A Methodology for the Ranking of Suicide Bomber Recruitment

This research adopts a methodology developed for questions of knowledge management and generalizes it to help decision makers integrate and rank competing theories surrounding opposition organizations. Rather than searching for and identifying “the best” expert in the relevant field, the methodology allows a range of experts
to interact in a controlled way, coalescing the community’s opinion into a model of which theories are most credible.

As a case study, the methodology was used to study the preferences of terrorist organizations when recruiting suicide bombers. The work integrates and ranks the elements of theories of suicide bomber selection for individual terrorist organizations over a defined time period and in a defined geographical location. Two instantiations of the methodology are currently being implemented in parallel using different sources of data to study Hamas suicide bomber recruitment from 2001 through the present day.

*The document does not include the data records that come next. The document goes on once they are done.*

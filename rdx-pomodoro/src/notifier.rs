//! Outbound notifications that forward session transitions to Slack.

use crate::common::SessionState;
use anyhow::Context;
use serde::Serialize;
use std::time::Duration;
use tokio::runtime::Handle;
use tracing::debug;

/// The message body posted to a `response_url`.
#[derive(Debug, Clone, PartialEq, Eq, Serialize)]
pub struct SlackMessage {
    pub response_type: &'static str,
    pub text: String,
}

impl SlackMessage {
    /// Visible only to the user who ran the command.
    pub fn ephemeral(text: impl Into<String>) -> Self {
        Self {
            response_type: "ephemeral",
            text: text.into(),
        }
    }

    /// Visible to the whole channel.
    pub fn in_channel(text: impl Into<String>) -> Self {
        Self {
            response_type: "in_channel",
            text: text.into(),
        }
    }
}

/// The channel message announcing that a session entered `state`.
pub fn announcement(state: SessionState, user_name: &str) -> String {
    match state {
        SessionState::New => format!("{user_name} set up a pomodoro."),
        SessionState::Focusing => format!(":tomato: {user_name} is focusing. Please hold messages."),
        SessionState::OnBreak => format!(":coffee: {user_name} is on a break."),
        SessionState::Invalid => format!("{user_name} ended their pomodoro."),
    }
}

/// Posts transitions to Slack response URLs.
///
/// Observers built here block on the HTTP request, which is fine because the
/// session runs observers on tokio's blocking pool. Failures come back as
/// errors and are logged by the dispatcher.
#[derive(Debug, Clone)]
pub struct SlackNotifier {
    client: reqwest::Client,
    runtime: Handle,
}

impl SlackNotifier {
    pub fn new(runtime: Handle, timeout: Duration) -> anyhow::Result<Self> {
        let client = reqwest::Client::builder()
            .timeout(timeout)
            .build()
            .context("failed to build HTTP client")?;
        Ok(Self { client, runtime })
    }

    /// Sends one message, failing on transport errors and non-2xx answers.
    pub async fn post(&self, response_url: &str, message: &SlackMessage) -> anyhow::Result<()> {
        self.client
            .post(response_url)
            .json(message)
            .send()
            .await
            .with_context(|| format!("could not reach {response_url}"))?
            .error_for_status()
            .context("Slack rejected the notification")?;
        debug!(response_url, text = %message.text, "Notification delivered.");
        Ok(())
    }

    /// Builds a session observer announcing each state on `response_url`.
    pub fn observer_for(
        &self,
        response_url: String,
        user_name: String,
    ) -> impl Fn(SessionState) -> anyhow::Result<()> + Send + Sync + 'static {
        let notifier = self.clone();
        move |state| {
            let message = SlackMessage::in_channel(announcement(state, &user_name));
            notifier
                .runtime
                .block_on(notifier.post(&response_url, &message))
        }
    }
}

Initial analysis of 55 suicide bomber biographies has suggested that the three most important factors of selection are religious influences, individual frustrations and personal economic motivations. In contrast, attempts to dismantle the terrorist social network, or externally influencing Palestinian society to be less praiseful of suicide attackers were considered less critical.

In many policy-decisions, policy makers must either explicitly or implicitly subscribe to an explanation of what is the cause of the phenomena around which the decision is being made. In most circumstances there are many possible explanations, and policy-makers rely on topic experts to identify the salient ones and to recommend possible policy options.

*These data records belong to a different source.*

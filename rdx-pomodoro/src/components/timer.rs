//! A one-shot, cancellable timer driven by the tokio runtime.

use std::sync::atomic::{AtomicU8, Ordering};
use std::sync::Arc;
use std::time::Duration;
use tokio::runtime::Handle;
use tokio::task::JoinHandle;
use tracing::trace;

const ARMED: u8 = 0;
const FIRED: u8 = 1;
const CANCELLED: u8 = 2;

/// Runs a callback once after a duration unless cancelled first.
///
/// Firing and cancelling race on a single atomic flag, so exactly one of them
/// takes effect. A winning `cancel` also aborts the sleeping task, which
/// releases the underlying timer entry.
#[derive(Debug)]
pub struct ScheduledTimer {
    status: Arc<AtomicU8>,
    task: JoinHandle<()>,
}

impl ScheduledTimer {
    /// Schedules `callback` to run on `runtime` once `duration` has elapsed.
    pub fn arm(
        runtime: &Handle,
        duration: Duration,
        callback: impl FnOnce() + Send + 'static,
    ) -> Self {
        let status = Arc::new(AtomicU8::new(ARMED));
        let task_status = status.clone();
        let task = runtime.spawn(async move {
            tokio::time::sleep(duration).await;
            if task_status
                .compare_exchange(ARMED, FIRED, Ordering::AcqRel, Ordering::Acquire)
                .is_ok()
            {
                trace!(?duration, "Timer fired.");
                callback();
            }
        });
        Self { status, task }
    }

    /// Prevents a pending callback from running.
    ///
    /// Returns `true` only if the timer had neither fired nor been cancelled.
    /// Calling this after firing, or more than once, is a harmless no-op.
    pub fn cancel(&self) -> bool {
        let cancelled = self
            .status
            .compare_exchange(ARMED, CANCELLED, Ordering::AcqRel, Ordering::Acquire)
            .is_ok();
        if cancelled {
            self.task.abort();
        }
        cancelled
    }

    #[cfg(test)]
    fn has_fired(&self) -> bool {
        self.status.load(Ordering::Acquire) == FIRED
    }

    #[cfg(test)]
    fn is_cancelled(&self) -> bool {
        self.status.load(Ordering::Acquire) == CANCELLED
    }
}

#[cfg(test)]
mod tests {
    use super::*;
    use std::sync::atomic::AtomicU32;

    fn counting_timer(duration: Duration) -> (ScheduledTimer, Arc<AtomicU32>) {
        let fired = Arc::new(AtomicU32::new(0));
        let counter = fired.clone();
        let timer = ScheduledTimer::arm(&Handle::current(), duration, move || {
            counter.fetch_add(1, Ordering::SeqCst);
        });
        (timer, fired)
    }

    #[tokio::test(flavor = "multi_thread")]
    async fn fires_once_after_duration() {
        let (timer, fired) = counting_timer(Duration::from_millis(50));
        tokio::time::sleep(Duration::from_millis(20)).await;
        assert_eq!(fired.load(Ordering::SeqCst), 0);
        assert!(!timer.has_fired());

        tokio::time::sleep(Duration::from_millis(100)).await;
        assert_eq!(fired.load(Ordering::SeqCst), 1);
        assert!(timer.has_fired());
    }

    #[tokio::test(flavor = "multi_thread")]
    async fn cancel_before_firing_wins() {
        let (timer, fired) = counting_timer(Duration::from_millis(50));
        assert!(timer.cancel());
        assert!(timer.is_cancelled());

        tokio::time::sleep(Duration::from_millis(100)).await;
        assert_eq!(fired.load(Ordering::SeqCst), 0);
        assert!(!timer.has_fired());
    }

    #[tokio::test(flavor = "multi_thread")]
    async fn cancel_after_firing_is_a_no_op() {
        let (timer, fired) = counting_timer(Duration::from_millis(10));
        tokio::time::sleep(Duration::from_millis(60)).await;

        assert!(!timer.cancel());
        assert!(!timer.cancel());
        assert!(timer.has_fired());
        assert_eq!(fired.load(Ordering::SeqCst), 1);
    }

    #[tokio::test(flavor = "multi_thread")]
    async fn repeated_cancel_only_succeeds_once() {
        let (timer, _fired) = counting_timer(Duration::from_secs(60));
        assert!(timer.cancel());
        assert!(!timer.cancel());
    }
}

Unfortunately, in some policy areas, such as responding to suicide terrorism, the underlying causes are complex and poorly understood, with a wide array of conflicting theories, each supported by experts. We propose a quantitative methodology for integrating and ranking the elements of theories of suicide bomber selection for individual terrorist organizations over defined time periods and in defined geographical locations. Two instantiations of the methodology are currently being implemented using different sources of data to study Hamas suicide bomber recruitment from 2001 through the present day.